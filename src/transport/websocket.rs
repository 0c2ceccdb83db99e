use std::net::SocketAddr;
use std::sync::Arc;
use std::time::Duration;

use futures_util::{SinkExt, StreamExt};
use tokio::net::{TcpListener, TcpStream};
use tokio::sync::mpsc;
use tokio_tungstenite::accept_hdr_async;
use tracing::{debug, info, warn};
use tungstenite::handshake::server::{ErrorResponse, Request, Response};
use tungstenite::protocol::Message as WsMessage;

use super::guard::ClientGuard;
use crate::broker::{BrokerConsumerPool, StreamEvent};
use crate::client::StreamClient;
use crate::transport::message::{ClientMessage, StreamQuery};
use crate::utils::error::ServerError;

/// Per-connection settings for the WebSocket stream.
#[derive(Debug, Clone, Copy)]
pub struct WsOptions {
    pub keepalive: Duration,
    pub client_buffer: usize,
}

pub async fn start_websocket_server(
    addr: &str,
    pool: Arc<BrokerConsumerPool>,
    options: WsOptions,
) -> Result<(), ServerError> {
    let listener = TcpListener::bind(addr)
        .await
        .map_err(|source| ServerError::Bind {
            addr: addr.to_string(),
            source,
        })?;

    info!("WebSocket server listening on ws://{}", addr);
    serve_websocket(listener, pool, options).await
}

/// Accept loop on an already bound listener.
pub async fn serve_websocket(
    listener: TcpListener,
    pool: Arc<BrokerConsumerPool>,
    options: WsOptions,
) -> Result<(), ServerError> {
    loop {
        let (stream, peer) = listener.accept().await?;
        let pool = pool.clone();
        tokio::spawn(handle_connection(stream, peer, pool, options));
    }
}

async fn handle_connection(
    stream: TcpStream,
    peer: SocketAddr,
    pool: Arc<BrokerConsumerPool>,
    options: WsOptions,
) {
    let mut query = None;
    let capture_topics = |req: &Request, resp: Response| -> Result<Response, ErrorResponse> {
        if let Some(raw) = req.uri().query() {
            match StreamQuery::parse(raw) {
                Ok(parsed) => query = parsed.topics,
                Err(e) => warn!(peer = %peer, error = %e, "ignoring malformed query"),
            }
        }
        Ok(resp)
    };
    let ws_stream = match accept_hdr_async(stream, capture_topics).await {
        Ok(ws) => ws,
        Err(e) => {
            warn!(peer = %peer, "WebSocket handshake error: {}", e);
            return;
        }
    };

    let (mut ws_sender, mut ws_receiver) = ws_stream.split();

    let topics = pool.topics().parse_interest(query.as_deref());
    let (tx, mut rx) = mpsc::channel::<StreamEvent>(options.client_buffer.max(1));
    let client = StreamClient::new(tx, topics);
    let client_id = client.id.clone();

    if let Err(e) = pool.register(client) {
        warn!(client_id = %client_id, error = %e, "rejecting stream");
        return;
    }
    let guard = ClientGuard::new(pool.clone(), client_id.clone());

    // Forward pool events to the socket, pinging when idle
    let forward_id = client_id.clone();
    let keepalive = options.keepalive;
    let forward = tokio::spawn(async move {
        let mut ping = tokio::time::interval(keepalive);
        ping.tick().await;

        loop {
            tokio::select! {
                event = rx.recv() => match event {
                    Some(event) => {
                        if let Err(e) = ws_sender.send(event.to_ws_frame()).await {
                            debug!(client_id = %forward_id, "Failed to send message: {}", e);
                            break;
                        }
                    }
                    // Evicted by the registry.
                    None => break,
                },
                _ = ping.tick() => {
                    if ws_sender.send(WsMessage::Ping(Default::default())).await.is_err() {
                        break;
                    }
                }
            }
        }

        let _ = ws_sender.close().await;
        debug!(client_id = %forward_id, "send loop closed");
    });

    while let Some(Ok(msg)) = ws_receiver.next().await {
        match msg {
            WsMessage::Text(text) => apply_client_message(&pool, guard.client_id(), text.as_str()),
            WsMessage::Close(_) => break,
            _ => {}
        }
    }

    forward.abort();
    drop(guard);
    info!(client_id = %client_id, peer = %peer, "WebSocket client disconnected");
}

fn apply_client_message(pool: &BrokerConsumerPool, client_id: &str, text: &str) {
    match serde_json::from_str::<ClientMessage>(text) {
        Ok(ClientMessage::Subscribe { topic }) => {
            if pool.subscribe(client_id, &topic) {
                info!(client_id = %client_id, topic = %topic, "subscribed");
            } else {
                warn!(client_id = %client_id, topic = %topic, "cannot subscribe to unknown topic");
            }
        }

        Ok(ClientMessage::Unsubscribe { topic }) => {
            pool.unsubscribe(client_id, &topic);
            info!(client_id = %client_id, topic = %topic, "unsubscribed");
        }

        Err(err) => {
            warn!(client_id = %client_id, "Invalid client message: {} | {}", err, text);
        }
    }
}
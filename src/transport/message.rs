use serde::{Deserialize, Serialize};

/// Control messages a WebSocket client may send at any time.
#[derive(Debug, Clone, PartialEq, Eq, Serialize, Deserialize)]
#[serde(tag = "type")]
pub enum ClientMessage {
    #[serde(rename = "subscribe")]
    Subscribe { topic: String },

    #[serde(rename = "unsubscribe")]
    Unsubscribe { topic: String },
}

/// Query string accepted by both stream endpoints.
#[derive(Debug, Clone, Default, PartialEq, Eq, Deserialize)]
pub struct StreamQuery {
    /// Comma separated topic names; all topics when absent.
    pub topics: Option<String>,
}

impl StreamQuery {
    /// Parses a raw query such as `topics=telemetry-raw%2Ctelemetry-alerts&x=1`.
    /// Unknown keys are ignored.
    pub fn parse(query: &str) -> Result<Self, serde_urlencoded::de::Error> {
        serde_urlencoded::from_str(query)
    }
}
mod settings;

use config::{Config, ConfigError, Environment, File};

pub use settings::{
    BrokerSettings, LoggingSettings, PartialSettings, ReconnectSettings, ServerSettings, Settings,
    SourceKind, StreamSettings,
};

/// Environment variable prefix, e.g. `TELECAST__STREAM__MAX_ALERTS=100`.
pub const ENV_PREFIX: &str = "TELECAST";

/// Loads the configuration from `config/default` and the environment,
/// merged over the built-in defaults.
pub fn load_config() -> Result<Settings, ConfigError> {
    load_config_from("config/default")
}

/// Same as [`load_config`] with an explicit base file (extension optional).
/// A missing file is not an error.
pub fn load_config_from(path: &str) -> Result<Settings, ConfigError> {
    let builder = Config::builder()
        .add_source(File::with_name(path).required(false))
        .add_source(
            Environment::with_prefix(ENV_PREFIX)
                .prefix_separator("__")
                .separator("__")
                .try_parsing(true),
        );

    let config = builder.build()?;

    // Try to deserialize what is available, then fill the gaps
    let partial: PartialSettings = config.try_deserialize()?;

    Ok(partial.merge(Settings::default()))
}

#[cfg(test)]
mod tests;
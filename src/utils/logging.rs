use tracing_subscriber::EnvFilter;

/// Initialize tracing for the application.
///
/// `default_level` comes from configuration; `RUST_LOG` overrides it when set.
pub fn init(default_level: &str) {
    let filter = EnvFilter::try_from_default_env()
        .unwrap_or_else(|_| EnvFilter::new(normalize_level(default_level)));

    // try_init so tests and embedders can call this more than once
    let _ = tracing_subscriber::fmt()
        .with_env_filter(filter)
        .with_target(false)
        .try_init();
}

/// Map loose level names onto the ones `EnvFilter` understands.
pub fn normalize_level(level: &str) -> &'static str {
    match level.to_lowercase().as_str() {
        "error" => "error",
        "warn" | "warning" => "warn",
        "debug" => "debug",
        "trace" => "trace",
        _ => "info",
    }
}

> [BRIEF]: Return each line from the entries above that includes "derive".

> [ANSWER AREA]:
#[derive(Debug, Clone, Copy)]
#[derive(Debug, Clone, PartialEq, Eq, Serialize, Deserialize)]
#[derive(Debug, Clone, Default, PartialEq, Eq, Deserialize)]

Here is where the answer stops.